__DATA FOR REVIEW__.

----------

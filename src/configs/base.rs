use serde::{Deserialize, Serialize};
use tracing::info;

use crate::common::types::AnyResult;
use crate::configs::{LoggingConfig, PlayerConfig};

#[derive(Debug, Deserialize, Serialize, Clone, Default)]
pub struct Config {
    #[serde(default)]
    pub player: PlayerConfig,
    pub logging: Option<LoggingConfig>,
}

impl Config {
    /// Load `config.toml`, falling back to `config.default.toml`.
    pub fn load() -> AnyResult<Self> {
        let config_path = if std::path::Path::new("config.toml").exists() {
            "config.toml"
        } else if std::path::Path::new("config.default.toml").exists() {
            "config.default.toml"
        } else {
            return Err("config.toml or config.default.toml not found".into());
        };

        info!("Loading configuration from: {}", config_path);

        let config_str = std::fs::read_to_string(config_path)?;
        if config_str.is_empty() {
            return Err(format!("{} is empty", config_path).into());
        }

        let config: Config = toml::from_str(&config_str)?;
        Ok(config)
    }
}

#[cfg(test)]
mod tests {
    use super::*;

    #[test]
    fn parses_full_config() {
        let config: Config = toml::from_str(
            r#"
            [player]
            max_queue_size = 25
            auto_leave = false
            idle_timeout_ms = 60000
            reap_interval_ms = 5000

            [logging]
            level = "debug"
            filters = "rustacall=trace"
            "#,
        )
        .unwrap();

        assert_eq!(config.player.max_queue_size, 25);
        assert!(!config.player.auto_leave);
        assert_eq!(config.player.idle_timeout_ms, 60_000);
        assert_eq!(config.player.reap_interval_ms, 5_000);
        assert_eq!(config.logging.as_ref().unwrap().level.as_deref(), Some("debug"));
    }

    #[test]
    fn missing_sections_fall_back_to_defaults() {
        let config: Config = toml::from_str("").unwrap();
        assert_eq!(config.player.max_queue_size, 100);
        assert!(config.player.auto_leave);
        assert_eq!(config.player.idle_timeout_ms, 300_000);
        assert!(config.logging.is_none());
    }
}
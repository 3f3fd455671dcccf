//! # Strata
//!
//! A layered audio orchestrator for interactive applications: background music
//! with cross-track blending, one-shot effects on pooled channels, and
//! independent looping layers with fade and cross-fade control.
//!
//! Strata schedules and configures playback; it never decodes or mixes a
//! sample. Rendering goes through a [`RenderBackend`](backend::RenderBackend)
//! and positioning through an [`AttachmentBackend`](backend::AttachmentBackend).
//!
//! ## Quick Start
//!
//! ```
//! use strata::backend::MemoryBackend;
//! use strata::{
//!     AudioClip, EffectPack, LoopPack, LoopRequest, MusicPack, MusicRequest, PackBase, Strata,
//!     StrataDesc, StrataError, StrataEvent, Vec3,
//! };
//! use std::sync::Arc;
//! use std::time::Duration;
//!
//! let backend = MemoryBackend::new();
//! let audio = Strata::new(StrataDesc::default(), backend.clone(), backend)?;
//!
//! // Music: a new track blends against whatever was playing
//! let battle = Arc::new(MusicPack::new(
//!     PackBase::new("Battle").with_clip(AudioClip::shared("battle", Duration::from_secs(90))),
//! ));
//! audio.play_music(&battle, MusicRequest::default());
//!
//! // Effects: fire and forget, optionally placed in the world
//! let steps = EffectPack::new(
//!     PackBase::new("Footsteps")
//!         .with_clip(AudioClip::shared("step-1", Duration::from_millis(250)))
//!         .with_clip(AudioClip::shared("step-2", Duration::from_millis(250)))
//!         .with_pitch_range(0.9, 1.1),
//! );
//! audio.play_random_effect_at(&steps, Vec3::new(2.0, 0.0, 1.0));
//!
//! // Loops: keep the handle to control the layer later
//! let rain = Arc::new(LoopPack::new(
//!     PackBase::new("Rain").with_clip(AudioClip::shared("rain", Duration::from_secs(20))),
//! ));
//! let handle = audio.start_loop(&rain, LoopRequest::default());
//!
//! // Once per frame, with real (unscaled) time
//! audio.tick(Duration::from_millis(16));
//!
//! if let Some(handle) = handle {
//!     handle.fade_to_volume(0.3, Duration::from_secs(2));
//! }
//!
//! for event in audio.poll_events() {
//!     if let StrataEvent::LoopReclaimed { loop_id } = event {
//!         println!("{} was reclaimed", loop_id);
//!     }
//! }
//! # Ok::<(), StrataError>(())
//! ```
//!
//! ## Key Components
//!
//! - **[`Strata`]**: the orchestrator and caller-facing API
//! - **[`MusicPack`] / [`EffectPack`] / [`LoopPack`]**: read-only sound collections
//! - **[`LoopHandle`]**: controller for one running loop
//! - **[`DispatchRegistry`]**: explicit "current orchestrator" lookup
//! - **[`StrataEvent`]**: lifecycle events drained with [`Strata::poll_events`]
//!
//! ## Scheduling Model
//!
//! Everything runs on the thread that owns the orchestrator. Fades, music
//! retriggers and loop cross-fades are explicit task records advanced by
//! [`Strata::tick`]; loop retriggers are timed against the renderer's
//! monotonic audio clock rather than frame time.

pub mod backend;
pub mod channel;
pub mod config;
mod context;
pub mod effects;
pub mod error;
pub mod events;
pub mod fade;
pub mod loops;
pub mod math;
pub mod music;
mod orchestrator;
pub mod pack;
pub mod registry;
pub mod timing;

pub use channel::{ChannelCategory, ChannelId, ChannelLease};
pub use config::{
    EffectDesc, LoopDesc, MusicDesc, NodeRef, Placement, RolloffMode, SpatialDefaults,
    SpatialParams, StrataDesc,
};
pub use error::{Result, StrataError};
pub use events::StrataEvent;
pub use loops::{LoopHandle, LoopId, LoopRequest, LoopState};
pub use math::Vec3;
pub use music::{BlendOut, MusicRequest, MusicState};
pub use orchestrator::{Strata, WeakStrata};
pub use pack::{
    AudioClip, AudioPack, EffectPack, LoopPack, MusicPack, OutputGroup, PackBase, PitchRandomization,
};
pub use registry::DispatchRegistry;
pub use timing::Retrigger;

----------

__TASK ITEM__.
All lines in the listing above that contain "LoopRequest" should be shown.

__SOLUTION TO THIS PROBLEM__.
//!     AudioClip, EffectPack, LoopPack, LoopRequest, MusicPack, MusicRequest, PackBase, Strata,
//! let handle = audio.start_loop(&rain, LoopRequest::default());
pub use loops::{LoopHandle, LoopId, LoopRequest, LoopState};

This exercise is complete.